# Etiquette question



## Jabba (Feb 5, 2011)

I'm playing in a fourball tomorrow with the club captain and the Rabbit's captain. Do I refer to the captain as Mr Captain all day or just the 1st time I addrsss him ?  how do I address the rabbit's captain ?


----------



## fundy (Feb 5, 2011)

refer to both of them by their first names and if theyre not happy with that tell them to get over themselves imo


----------



## Owen_Thomas_14 (Feb 5, 2011)

Personally i would refer to them to their names and none of this 'Mr Captain' stuff


----------



## kid2 (Feb 5, 2011)

Just relax with them and when you introduce yourself to them im pretty sure their not going to introduce themselves as Captain x and captain y....

Also use the occasion as topic of conversation with them....
Im sure they'll be alot more approachable than you realise.


----------



## drawboy (Feb 5, 2011)

Shake hands upon meeting as usual,address them as mr captain and mr rabbits captain.
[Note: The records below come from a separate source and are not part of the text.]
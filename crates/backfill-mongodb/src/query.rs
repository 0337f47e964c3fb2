//! Filter and update documents for the backfill

use bson::{doc, Bson, Document as BsonDocument};

/// Selection predicate `{ <field>: { "$exists": false } }`
///
/// The field name is inserted as given; dotted names keep MongoDB's
/// usual path semantics.
pub fn missing_field_filter(field: &str) -> BsonDocument {
    let mut filter = BsonDocument::new();
    filter.insert(field, doc! { "$exists": false });
    filter
}

/// Filter addressing a single document by its `_id`
pub fn id_filter(id: &Bson) -> BsonDocument {
    doc! { "_id": id.clone() }
}

/// Update document `{ "$set": { <field>: <value> } }`
pub fn set_field_update(field: &str, value: &Bson) -> BsonDocument {
    let mut fields = BsonDocument::new();
    fields.insert(field, value.clone());
    doc! { "$set": fields }
}

/// Human-readable form of a document identifier
///
/// ObjectIds print as bare hex and strings without quotes; every other
/// type falls back to its BSON display form.
pub fn display_id(id: &Bson) -> String {
    match id {
        Bson::ObjectId(oid) => oid.to_hex(),
        Bson::String(s) => s.clone(),
        other => other.to_string(),
    }
}
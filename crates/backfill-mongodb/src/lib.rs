//! MongoDB backfill engine
//!
//! Scans one collection for documents missing a field and sets that field
//! to a fixed value, one document at a time.
//!
//! # Modules
//! - `target`: the database seam (`BackfillTarget`, `Connector`)
//! - `connection`: the MongoDB implementation of that seam
//! - `query`: filter and update documents
//! - `migrator`: the migration procedure and `run`

pub mod connection;
pub mod migrator;
pub mod query;
pub mod target;

pub use backfill_common::{BackfillError, MigrationConfig, MigrationSettings, Result};
pub use connection::{Connection, MongoConnector};
pub use migrator::{run, MigrationReport, Migrator};
pub use target::{BackfillTarget, Connector, DocumentStream};
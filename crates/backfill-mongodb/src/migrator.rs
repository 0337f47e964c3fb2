//! The backfill procedure
//!
//! `run` is the whole operation: validate settings, connect, stream the
//! documents lacking the target field, update them one at a time, report
//! the count and release the connection.
//!
//! # Error phases
//! - configuration: returned before any connection is attempted
//! - connection: returned as-is, nothing to release
//! - operation: logged, iteration stops, the connection is still released
//!   and the partial count is reported
//!
//! # Consistency
//! The selection is evaluated by a live server-side cursor while updates
//! adding the field are issued. No snapshot isolation is requested; the
//! default cursor behavior of the server applies. A fetched document is
//! updated once and never re-examined.

use backfill_common::{BackfillError, MigrationConfig, MigrationSettings, Result};
use bson::Bson;
use futures::TryStreamExt;
use tracing::{error, info};

use crate::query::display_id;
use crate::target::{BackfillTarget, Connector};

/// Outcome of one backfill run
#[derive(Debug, Clone, PartialEq, Eq)]
pub struct MigrationReport {
    /// Number of update operations that succeeded
    pub updated: u64,
    /// Operation-phase failure that stopped the iteration, if any
    pub failure: Option<BackfillError>,
}

impl MigrationReport {
    /// True when the cursor was exhausted without error
    pub fn is_complete(&self) -> bool {
        self.failure.is_none()
    }
}

/// Sets one field to a fixed value on every document lacking it
#[derive(Debug, Clone, PartialEq)]
pub struct Migrator {
    field: String,
    value: Bson,
}

impl Migrator {
    pub fn new(field: impl Into<String>, value: impl Into<Bson>) -> Self {
        Self {
            field: field.into(),
            value: value.into(),
        }
    }

    /// Migrator for the configured target field and new value
    pub fn from_config(config: &MigrationConfig) -> Self {
        Self::new(config.target_field(), config.new_value())
    }

    /// Backfill `target` and report how many documents were updated
    ///
    /// Never fails: an error while iterating or updating ends the run early
    /// and is carried in the report alongside the partial count.
    pub async fn migrate<T>(&self, target: &T) -> MigrationReport
    where
        T: BackfillTarget + ?Sized,
    {
        let mut updated = 0;
        let failure = self.apply(target, &mut updated).await.err();

        match &failure {
            None => info!("Migration complete. Total records updated: {}", updated),
            Some(e) => error!(
                kind = e.kind(),
                updated,
                "An error occurred during migration: {}",
                e
            ),
        }

        MigrationReport { updated, failure }
    }

    async fn apply<T>(&self, target: &T, updated: &mut u64) -> Result<()>
    where
        T: BackfillTarget + ?Sized,
    {
        let mut cursor = target.find_missing(&self.field).await?;

        while let Some(document) = cursor.try_next().await? {
            let id = document.get("_id").ok_or_else(|| {
                BackfillError::Operation("document returned without an _id".to_string())
            })?;

            target.set_field(id, &self.field, &self.value).await?;
            *updated += 1;
            info!("Updated record ID: {}", display_id(id));
        }

        Ok(())
    }
}

/// Run the backfill described by `settings` through `connector`
///
/// # Errors
/// - `BackfillError::Configuration` when a setting is missing; no connection is made
/// - `BackfillError::Connection` when the endpoint cannot be reached
///
/// Operation-phase failures are reported in [`MigrationReport::failure`].
pub async fn run<C>(settings: &MigrationSettings, connector: &C) -> Result<MigrationReport>
where
    C: Connector + ?Sized,
{
    let config = settings.validate()?;

    info!("Connecting to database: {}", config.database());
    let target = connector.connect(&config).await?;
    info!("Targeting collection: {}", config.collection());

    let report = Migrator::from_config(&config).migrate(&target).await;

    target.close().await;
    info!("Database connection closed.");

    Ok(report)
}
You have done your bit then .It should be first names from there on.


----------



## Basher (Feb 5, 2011)

Shake hands upon meeting as usual,address them as mr captain and mr rabbits captain. You have done your bit then .It should be first names from there on.
		
Click to expand...

What he said!


----------



## ScienceBoy (Feb 5, 2011)

Habbit drilled in from a summer or two as a kid at a bit of a stuck up club, I call everyone sir unless I know them well.
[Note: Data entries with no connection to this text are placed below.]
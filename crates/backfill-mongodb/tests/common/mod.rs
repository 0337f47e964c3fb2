//! In-memory collection used by the integration tests

#![allow(dead_code)]

use async_trait::async_trait;
use backfill_mongodb::{
    BackfillError, BackfillTarget, Connector, DocumentStream, MigrationConfig, MigrationSettings,
    Result,
};
use backfill_mongodb::query::display_id;
use bson::{Bson, Document as BsonDocument};
use futures::StreamExt;
use parking_lot::Mutex;
use std::io;
use std::sync::atomic::{AtomicUsize, Ordering};
use std::sync::Arc;
use tracing::subscriber::DefaultGuard;

#[derive(Default)]
struct State {
    documents: Mutex<Vec<BsonDocument>>,
    /// 1-based update attempt that fails
    fail_update_on: Option<usize>,
    /// Number of documents the cursor yields before erroring
    fail_cursor_after: Option<usize>,
    update_attempts: AtomicUsize,
    closes: AtomicUsize,
    /// "fetch <id>" when the cursor yields a document, "update <id>" when a write lands
    events: Mutex<Vec<String>>,
}

/// Collection kept in memory, with optional injected failures
#[derive(Clone, Default)]
pub struct MemoryCollection {
    state: Arc<State>,
}

impl MemoryCollection {
    pub fn new(documents: Vec<BsonDocument>) -> Self {
        Self::build(documents, None, None)
    }

    pub fn failing_update(documents: Vec<BsonDocument>, attempt: usize) -> Self {
        Self::build(documents, Some(attempt), None)
    }

    pub fn failing_cursor(documents: Vec<BsonDocument>, after: usize) -> Self {
        Self::build(documents, None, Some(after))
    }

    fn build(
        documents: Vec<BsonDocument>,
        fail_update_on: Option<usize>,
        fail_cursor_after: Option<usize>,
    ) -> Self {
        Self {
            state: Arc::new(State {
                documents: Mutex::new(documents),
                fail_update_on,
                fail_cursor_after,
                ..State::default()
            }),
        }
    }

    pub fn documents(&self) -> Vec<BsonDocument> {
        self.state.documents.lock().clone()
    }

    pub fn update_attempts(&self) -> usize {
        self.state.update_attempts.load(Ordering::SeqCst)
    }

    pub fn closes(&self) -> usize {
        self.state.closes.load(Ordering::SeqCst)
    }

    pub fn events(&self) -> Vec<String> {
        self.state.events.lock().clone()
    }
}

#[async_trait]
impl BackfillTarget for MemoryCollection {
    async fn find_missing(&self, field: &str) -> Result<DocumentStream> {
        let matches: Vec<BsonDocument> = self
            .state
            .documents
            .lock()
            .iter()
            .filter(|doc| !doc.contains_key(field))
            .cloned()
            .collect();

        let mut items: Vec<Result<BsonDocument>> = matches.into_iter().map(Ok).collect();
        if let Some(after) = self.state.fail_cursor_after {
            items.truncate(after);
            items.push(Err(BackfillError::Operation("cursor killed".to_string())));
        }

        // Documents are handed out one poll at a time, so the event log shows
        // exactly when the migrator pulls from the cursor.
        let state = Arc::clone(&self.state);
        Ok(futures::stream::iter(items)
            .inspect(move |item| {
                if let Ok(doc) = item {
                    let id = doc.get("_id").map(display_id).unwrap_or_default();
                    state.events.lock().push(format!("fetch {}", id));
                }
            })
            .boxed())
    }

    async fn set_field(&self, id: &Bson, field: &str, value: &Bson) -> Result<()> {
        let attempt = self.state.update_attempts.fetch_add(1, Ordering::SeqCst) + 1;
        if self.state.fail_update_on == Some(attempt) {
            return Err(BackfillError::Operation("simulated write failure".to_string()));
        }

        let mut documents = self.state.documents.lock();
        if let Some(doc) = documents.iter_mut().find(|doc| doc.get("_id") == Some(id)) {
            doc.insert(field, value.clone());
        }
        self.state.events.lock().push(format!("update {}", display_id(id)));
        Ok(())
    }

    async fn close(&self) {
        self.state.closes.fetch_add(1, Ordering::SeqCst);
    }
}

/// Connector handing out a shared [`MemoryCollection`]
pub struct MemoryConnector {
    collection: MemoryCollection,
    refuse: bool,
    connects: AtomicUsize,
}

impl MemoryConnector {
    pub fn new(collection: MemoryCollection) -> Self {
        Self {
            collection,
            refuse: false,
            connects: AtomicUsize::new(0),
        }
    }

    pub fn refusing() -> Self {
        Self {
            refuse: true,
            ..Self::new(MemoryCollection::default())
        }
    }

    pub fn connects(&self) -> usize {
        self.connects.load(Ordering::SeqCst)
    }
}

#[async_trait]
impl Connector for MemoryConnector {
    type Target = MemoryCollection;

    async fn connect(&self, _config: &MigrationConfig) -> Result<MemoryCollection> {
        self.connects.fetch_add(1, Ordering::SeqCst);
        if self.refuse {
            return Err(BackfillError::Connection("connection refused".to_string()));
        }
        Ok(self.collection.clone())
    }
}

pub fn settings(field: &str, value: &str) -> MigrationSettings {
    MigrationSettings {
        mongo_uri: Some("mongodb://localhost:27017".to_string()),
        db_name: Some("app".to_string()),
        collection_name: Some("users".to_string()),
        target_field: Some(field.to_string()),
        new_value: Some(value.to_string()),
    }
}

pub fn init_tracing() {
    let _ = tracing_subscriber::fmt().with_test_writer().try_init();
}

/// Log output collected in memory
#[derive(Clone, Default)]
pub struct LogCapture {
    buffer: Arc<Mutex<Vec<u8>>>,
}

impl LogCapture {
    /// Route this thread's events into the capture until the guard drops
    ///
    /// `#[tokio::test]` runs on a current-thread runtime, so every event of
    /// the test body lands here.
    pub fn install(&self) -> DefaultGuard {
        let subscriber = tracing_subscriber::fmt()
            .with_writer(self.clone())
            .with_ansi(false)
            .with_target(false)
            .without_time()
            .with_max_level(tracing::Level::INFO)
            .finish();
        tracing::subscriber::set_default(subscriber)
    }

    /// Captured lines with the level prefix stripped
    pub fn lines(&self) -> Vec<String> {
        String::from_utf8_lossy(&self.buffer.lock())
            .lines()
            .map(|line| {
                let line = line.trim_start();
                line.split_once(' ')
                    .map(|(_, rest)| rest.trim_start().to_string())
                    .unwrap_or_default()
            })
            .collect()
    }

    /// Captured lines at ERROR level
    pub fn error_lines(&self) -> Vec<String> {
        String::from_utf8_lossy(&self.buffer.lock())
            .lines()
            .filter(|line| line.trim_start().starts_with("ERROR"))
            .map(str::to_string)
            .collect()
    }
}

impl io::Write for LogCapture {
    fn write(&mut self, buf: &[u8]) -> io::Result<usize> {
        self.buffer.lock().extend_from_slice(buf);
        Ok(buf.len())
    }

    fn flush(&mut self) -> io::Result<()> {
        Ok(())
    }
}

impl<'a> tracing_subscriber::fmt::MakeWriter<'a> for LogCapture {
    type Writer = LogCapture;

    fn make_writer(&'a self) -> Self::Writer {
        self.clone()
    }
}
Played a match with the captain and called him sir after the initial introductions "mr captain" etc.

Played my regular four ball partners dad a few weeks later, called him sir all the way round.
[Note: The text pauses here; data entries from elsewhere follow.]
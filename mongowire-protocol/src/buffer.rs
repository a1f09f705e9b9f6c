//! Primitive reads and writes over wire buffers.
//!
//! All integers on the wire are little-endian. Reads never consume a partial
//! field: if fewer bytes remain than a field needs, the buffer is left untouched
//! and `ProtocolError::ShortRead` is returned.

use crate::error::ProtocolError;
use bytes::{Buf, BufMut, Bytes, BytesMut};

/// Size of the length prefix at the start of every document.
pub const DOCUMENT_LENGTH_PREFIX: usize = 4;

fn ensure(buf: &impl Buf, needed: usize) -> Result<(), ProtocolError> {
    if buf.remaining() < needed {
        return Err(ProtocolError::ShortRead {
            needed,
            available: buf.remaining(),
        });
    }
    Ok(())
}

/// Reads a little-endian 32-bit integer.
pub fn read_i32_le(buf: &mut impl Buf) -> Result<i32, ProtocolError> {
    ensure(buf, 4)?;
    Ok(buf.get_i32_le())
}

/// Reads a little-endian 64-bit integer.
pub fn read_i64_le(buf: &mut impl Buf) -> Result<i64, ProtocolError> {
    ensure(buf, 8)?;
    Ok(buf.get_i64_le())
}

/// Reads bytes up to a NUL terminator and returns them as a string.
///
/// At most `max_size` bytes are examined, terminator included. The terminator is
/// consumed but not returned. On error nothing is consumed.
pub fn read_cstring(buf: &mut Bytes, max_size: usize) -> Result<String, ProtocolError> {
    let window = buf.len().min(max_size);
    let terminator = match buf[..window].iter().position(|&b| b == 0) {
        Some(pos) => pos,
        None if window == max_size => {
            return Err(ProtocolError::UnterminatedCString { max: max_size })
        }
        None => {
            return Err(ProtocolError::ShortRead {
                needed: window + 1,
                available: buf.len(),
            })
        }
    };

    let value = std::str::from_utf8(&buf[..terminator])
        .map_err(|_| ProtocolError::InvalidUtf8)?
        .to_string();
    buf.advance(terminator + 1);
    Ok(value)
}

/// Reads one length-prefixed document without parsing it.
///
/// The returned buffer includes the 4-byte length prefix, so it can be handed
/// straight to a document decoder. A declared length of exactly 4 is a valid
/// empty document.
pub fn read_raw_document(buf: &mut Bytes) -> Result<Bytes, ProtocolError> {
    ensure(buf, DOCUMENT_LENGTH_PREFIX)?;
    let declared = i32::from_le_bytes([buf[0], buf[1], buf[2], buf[3]]);
    if declared < DOCUMENT_LENGTH_PREFIX as i32 {
        return Err(ProtocolError::DocumentTooSmall(declared));
    }
    ensure(buf, declared as usize)?;
    Ok(buf.split_to(declared as usize))
}

/// Writes `value` followed by a single NUL byte.
pub fn put_cstring(buf: &mut BytesMut, value: &str) -> Result<(), ProtocolError> {
    if value.as_bytes().contains(&0) {
        return Err(ProtocolError::InteriorNul);
    }
    buf.put_slice(value.as_bytes());
    buf.put_u8(0);
    Ok(())
}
Cant help it, any senior or person older than me is automatically sir


----------



## drawboy (Feb 5, 2011)

Nice to hear SB.


----------



## Basher (Feb 5, 2011)

Nice to see in this day and age SB. 

Would take the title with respect on the first tee. After that I'd probably tell you to call me by my first name.


----------



## ScienceBoy (Feb 5, 2011)

Nice to see in this day and age SB. 

Would take the title with respect on the first tee. After that I'd probably tell you to call me by my first name.
		
Click to expand...

That is what most people do, if they introduce themselves and say "call me X" I wont bother, most of the senior players like being called "sir". 

I think once I start to look older maybe they thing it is a bit strange but I am only 26 and I look a lot younger so it isnt so bad,.

I find that a majority of rounds I only call people sir if they are a senior, anyone who isnt mostly only happens when it feels right ie during a rules check or conceeding of putt in matchplay etc, for general chat and banter it is usually first names.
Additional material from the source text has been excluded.